Por fim, vem a floração, etapa que marca a superação e o recomeço. “O sujeito elabora a sua separação. Faz as pazes com suas perdas. Encontra saídas para o seu mal-estar, faz apostas, sente-se confortável em eleger novos objetos de amor. Floresce para a vida novamente”, conclui, a profissional.
De desnorteada a orientadora
A engenheira civil e decoradora Hulla de Kássia de Oliveira, de 45 anos, conseguiu completar todas as etapas após dois anos de divórcio. Hoje, ela participa do grupo para compartilhar sua história de superação e recomeço com outra mulheres. O casamento de 10 anos acabou no fim de 2017. “Eu me encontrei divorciada, desempregada, com um filho pequeno. Aí, pensei: ‘Gente, o que eu vou fazer da minha vida?’” recorda.
Na família, terapia e grupos de ajuda, ela conseguiu o apoio e a força de que precisava. “Você tem que se resgatar, resgatar sua autoestima e cuidar da sua cabeça”, comenta. A corrida foi outra parceira que encontrou após a separação. Nos dias tristes, a atividade física ao ar livre era sua válvula de escape. Para as colegas de terapia, ela indica o mesmo. “Tire meia hora para você, nem seja para uma caminhada. Coloque um fone de ouvido e esqueça de tudo”, aconselha a veterana.
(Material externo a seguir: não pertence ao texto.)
// Copyright 2025 Modalith (https://github.com/modalith)
//
// This program is free software: you can redistribute it and/or modify
// it under the terms of the GNU Affero General Public License as published by
// the Free Software Foundation, either version 3 of the License, or
// (at your option) any later version.
//
// This program is distributed in the hope that it will be useful,
// but WITHOUT ANY WARRANTY; without even the implied warranty of
// MERCHANTABILITY or FITNESS FOR A PARTICULAR PURPOSE. See the
// GNU Affero General Public License for more details.
//
// You should have received a copy of the GNU Affero General Public License
// along with this program. If not, see <https://www.gnu.org/licenses/>.

//! Query engine orchestration.
//!
//! The per-request pipeline minus HTTP: validate, resolve the modality set
//! and search type, fan out candidate generators against the snapshot, fuse,
//! optionally rerank, and hand the ranked rows to shaping. Per-step timings
//! land in the trace map the caller logs.

use std::collections::BTreeSet;
use std::str::FromStr;

use modalith_core::{Modality, QueryMode, QueryRequest, QueryResult, SearchType, TenantScope,
    MAX_TOP_K};
use serde_json::json;

use crate::candidates;
use crate::config::QueryServiceConfig;
use crate::embed::EmbedderSet;
use crate::error::{QueryError, Result};
use crate::fusion::{fuse, FusionConfig, SourceList};
use crate::rerank::{apply_rerank, Reranker};
use crate::routing::{select_query_tier, RoutingContext};
use crate::snapshot::Snapshot;

/// Per-request timing and decision trace, emitted in structured logs.
pub type TraceMap = std::collections::BTreeMap<String, serde_json::Value>;

pub fn resolve_search_type(request: &QueryRequest) -> Result<SearchType> {
    match request.search_type.as_deref() {
        None => Ok(SearchType::Vector),
        Some(raw) => SearchType::from_str(raw)
            .map_err(|_| QueryError::Validation(format!("Unsupported search_type: {raw}"))),
    }
}

/// Resolve the modality set. `mode` and `modalities` are mutually exclusive.
pub fn resolve_modalities(request: &QueryRequest) -> Result<BTreeSet<Modality>> {
    if request.mode.is_some() && request.modalities.is_some() {
        return Err(QueryError::Validation(
            "Specify either mode or modalities, not both".into(),
        ));
    }

    if let Some(raw) = request.mode.as_deref() {
        let mode = QueryMode::from_str(raw)
            .map_err(|_| QueryError::UnsupportedMode(raw.to_string()))?;
        return Ok(mode.modalities().into_iter().collect());
    }

    match &request.modalities {
        None => Ok(Modality::ALL.into_iter().collect()),
        Some(raw_list) => {
            if raw_list.is_empty() {
                return Err(QueryError::Validation("modalities cannot be empty".into()));
            }
            let mut modalities = BTreeSet::new();
            let mut unknown = Vec::new();
            for raw in raw_list {
                match Modality::from_str(raw) {
                    Ok(modality) => {
                        modalities.insert(modality);
                    }
                    Err(_) => unknown.push(raw.clone()),
                }
            }
            if !unknown.is_empty() {
                unknown.sort();
                return Err(QueryError::Validation(format!(
                    "Unknown modalities: {}",
                    unknown.join(", ")
                )));
            }
            Ok(modalities)
        }
    }
}

/// Structural validation after modality/search-type resolution.
pub fn validate_query(
    request: &QueryRequest,
    search_type: SearchType,
    modalities: &BTreeSet<Modality>,
    config: &QueryServiceConfig,
) -> Result<()> {
    if request.top_k < 1 || request.top_k > MAX_TOP_K {
        return Err(QueryError::Validation(format!(
            "top_k must be between 1 and {MAX_TOP_K}"
        )));
    }
    if request.page_limit == Some(0) {
        return Err(QueryError::Validation("page_limit must be positive".into()));
    }

    let has_text = request
        .query_text
        .as_deref()
        .map(|text| !text.trim().is_empty())
        .unwrap_or(false);
    let has_image = request
        .image_base64
        .as_deref()
        .map(|raw| !raw.is_empty())
        .unwrap_or(false);

    if let Some(image) = request.image_base64.as_deref() {
        if image.len() > config.max_image_base64_bytes {
            return Err(QueryError::PayloadTooLarge("Image payload too large".into()));
        }
    }

    match search_type {
        SearchType::Vector => {
            if !has_text && !has_image {
                return Err(QueryError::Validation(
                    "query_text or image_base64 is required".into(),
                ));
            }
            if has_image && !modalities.contains(&Modality::Image) {
                return Err(QueryError::Validation(
                    "image_base64 requires image modality".into(),
                ));
            }
        }
        SearchType::Keyword => {
            if has_image {
                return Err(QueryError::Validation(
                    "image_base64 is only supported for vector search".into(),
                ));
            }
            if !has_text {
                return Err(QueryError::Validation(
                    "query_text is required for keyword search".into(),
                ));
            }
        }
        SearchType::Metadata => {
            if has_text || has_image {
                return Err(QueryError::Validation(
                    "metadata search does not accept query_text or image_base64".into(),
                ));
            }
            if request
                .metadata_filters
                .as_ref()
                .map(|filters| filters.is_empty())
                .unwrap_or(true)
            {
                return Err(QueryError::Validation(
                    "metadata_filters is required for metadata search".into(),
                ));
            }
        }
    }
    Ok(())
}

/// Fan out candidate generators, fuse, and apply the rerank gate.
#[allow(clippy::too_many_arguments)]
pub fn run_query(
    snapshot: &Snapshot,
    embedders: &EmbedderSet,
    reranker: &dyn Reranker,
    request: &QueryRequest,
    search_type: SearchType,
    modalities: &BTreeSet<Modality>,
    scope: Option<&TenantScope>,
    config: &QueryServiceConfig,
    trace: &mut TraceMap,
) -> Result<Vec<QueryResult>> {
    let query_text = request
        .query_text
        .as_deref()
        .map(str::trim)
        .filter(|text| !text.is_empty());
    let image_base64 = request.image_base64.as_deref().filter(|raw| !raw.is_empty());

    let routing = select_query_tier(
        &config.routing,
        &RoutingContext {
            has_text: query_text.is_some(),
            has_image: image_base64.is_some(),
            modalities: modalities.clone(),
        },
    );
    trace.insert("query_tier".to_string(), json!(routing.tier));
    trace.insert("query_tier_reason".to_string(), json!(routing.reason));

    let mut lists: Vec<SourceList> = Vec::new();
    match search_type {
        SearchType::Vector => {
            if let Some(text) = query_text {
                lists.extend(candidates::search_text_vector(
                    snapshot,
                    embedders,
                    text,
                    modalities,
                    request.top_k,
                    scope,
                    trace,
                ));
                let hints = candidates::modality_hints(text);
                candidates::apply_modality_hints(&mut lists, &hints);
            }
            if let Some(image) = image_base64 {
                lists.push(candidates::search_image_vector(
                    snapshot,
                    embedders,
                    image,
                    request.top_k,
                    scope,
                    trace,
                )?);
            }
        }
        SearchType::Keyword => {
            if let Some(text) = query_text {
                lists.extend(candidates::search_keyword(
                    snapshot,
                    text,
                    request.top_k,
                    scope,
                    trace,
                ));
            }
        }
        SearchType::Metadata => {
            if let Some(filters) = &request.metadata_filters {
                lists.push(candidates::search_metadata(
                    snapshot,
                    filters,
                    request.top_k,
                    scope,
                    trace,
                )?);
            }
        }
    }

    let fusion_config = FusionConfig::from(config);
    let mut fused = fuse(&lists, &fusion_config);

    if let Some(text) = query_text {
        if search_type != SearchType::Metadata {
            apply_rerank(&mut fused, text, reranker, config, trace);
        }
    }

    fused.truncate(request.top_k);
    Ok(fused)
}

#[cfg(test)]
mod tests {
    use super::*;
    use crate::rerank::TokenOverlapReranker;
    use crate::snapshot::fixtures::sample_tables;

    fn request(text: &str) -> QueryRequest {
        QueryRequest {
            query_text: Some(text.to_string()),
            ..QueryRequest::default()
        }
    }

    #[test]
    fn search_type_defaults_to_vector() {
        assert_eq!(
            resolve_search_type(&QueryRequest::default()).unwrap(),
            SearchType::Vector
        );
        let mut req = QueryRequest::default();
        req.search_type = Some("holographic".into());
        assert!(resolve_search_type(&req).is_err());
    }

    #[test]
    fn mode_and_modalities_are_mutually_exclusive() {
        let mut req = request("hello");
        req.mode = Some("text".into());
        req.modalities = Some(vec!["image".into()]);
        assert!(matches!(
            resolve_modalities(&req),
            Err(QueryError::Validation(_))
        ));
    }

    #[test]
    fn unknown_mode_is_unsupported_mode() {
        let mut req = request("hello");
        req.mode = Some("bogus".into());
        assert!(matches!(
            resolve_modalities(&req),
            Err(QueryError::UnsupportedMode(_))
        ));
    }

    #[test]
    fn vision_alias_resolves_to_image() {
        let mut req = request("hello");
        req.modalities = Some(vec!["vision".into()]);
        let modalities = resolve_modalities(&req).unwrap();
        assert_eq!(modalities.len(), 1);
        assert!(modalities.contains(&Modality::Image));
    }

    #[test]
    fn default_modalities_are_all() {
        assert_eq!(resolve_modalities(&request("hello")).unwrap().len(), 4);
    }

    #[test]
    fn top_k_bounds_are_enforced() {
        let config = QueryServiceConfig::default();
        let modalities = resolve_modalities(&request("hello")).unwrap();
        let mut req = request("hello");
        req.top_k = 0;
        assert!(validate_query(&req, SearchType::Vector, &modalities, &config).is_err());
        req.top_k = 51;
        assert!(validate_query(&req, SearchType::Vector, &modalities, &config).is_err());
        req.top_k = 50;
        assert!(validate_query(&req, SearchType::Vector, &modalities, &config).is_ok());
    }

    #[test]
    fn metadata_search_rejects_payloads() {
        let config = QueryServiceConfig::default();
        let modalities = resolve_modalities(&QueryRequest::default()).unwrap();
        let mut req = request("hello");
        req.search_type = Some("metadata".into());
        assert!(validate_query(&req, SearchType::Metadata, &modalities, &config).is_err());

        let mut req = QueryRequest::default();
        req.search_type = Some("metadata".into());
        assert!(validate_query(&req, SearchType::Metadata, &modalities, &config).is_err());

        req.metadata_filters = Some(
            [("media_type".to_string(), "video/mp4".to_string())]
                .into_iter()
                .collect(),
        );
        assert!(validate_query(&req, SearchType::Metadata, &modalities, &config).is_ok());
    }

    #[test]
    fn oversized_image_is_payload_too_large() {
        let mut config = QueryServiceConfig::default();
        config.max_image_base64_bytes = 4;
        let mut req = QueryRequest::default();
        req.image_base64 = Some("AAAAAAAA".into());
        let modalities = resolve_modalities(&req).unwrap();
        assert!(matches!(
            validate_query(&req, SearchType::Vector, &modalities, &config),
            Err(QueryError::PayloadTooLarge(_))
        ));
    }

    #[test]
    fn vector_text_query_end_to_end() {
        let snapshot = Snapshot::from_tables(sample_tables());
        let embedders = EmbedderSet::deterministic();
        let config = QueryServiceConfig::default();
        let req = request("hello");
        let modalities = resolve_modalities(&req).unwrap();
        let mut trace = TraceMap::new();
        let results = run_query(
            &snapshot,
            &embedders,
            &TokenOverlapReranker,
            &req,
            SearchType::Vector,
            &modalities,
            None,
            &config,
            &mut trace,
        )
        .unwrap();
        assert!(!results.is_empty());
        let top = &results[0];
        assert_eq!(top.modality, Modality::Document);
        assert_eq!(top.primary_evidence_id, "doc-1");
        assert!(top.score >= 0.5);
        assert_eq!(top.why[0].source, "vector");
        assert!(trace.contains_key("rerank_status"));
        assert_eq!(trace.get("query_tier").unwrap(), "cpu");
    }

    #[test]
    fn scores_stay_in_range_after_full_pipeline() {
        let snapshot = Snapshot::from_tables(sample_tables());
        let embedders = EmbedderSet::deterministic();
        let config = QueryServiceConfig::default();
        let req = request("factory floor video");
        let modalities = resolve_modalities(&req).unwrap();
        let mut trace = TraceMap::new();
        let results = run_query(
            &snapshot,
            &embedders,
            &TokenOverlapReranker,
            &req,
            SearchType::Vector,
            &modalities,
            None,
            &config,
            &mut trace,
        )
        .unwrap();
        for row in &results {
            assert!((0.0..=1.0).contains(&row.score));
        }
        for window in results.windows(2) {
            assert!(window[0].score >= window[1].score);
        }
    }
}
Hoje, ela e o ex-marido têm uma boa relação e conseguem se unir novamente no cuidado com o filho. E ela decidiu participar do projeto a convite de uma das psicólogas, para mostrar a outras mulheres que é possível vencer as perdas e dores de uma separação, mesmo com uma sociedade que ainda as oprime.
Se por um lado não existe receita para tratar os envolvidos em um processo de separação, por outro, é sim possível observar um perfil comum. “Se há algo que podemos observar naqueles que iniciaram a jornada de separação, naqueles em processo e naqueles que superaram esse acontecimento foi que a maioria deles volta o olhar para si e se reconhece enquanto sujeitos desejantes”, define a psicóloga Junia Diniz.
“Se podar, a gente brota” tem grupos semanais de terapia. As sessões remotas são organizadas pela Cativar – Espaço Familiar. “Gostaríamos de ressaltar primeiramente que divórcio é algo que se resolve no âmbito jurídico. Tratamos aqui de separações”, define Junia. Os grupos têm, no máximo, cinco participantes, acompanhadas por duas psicólogas.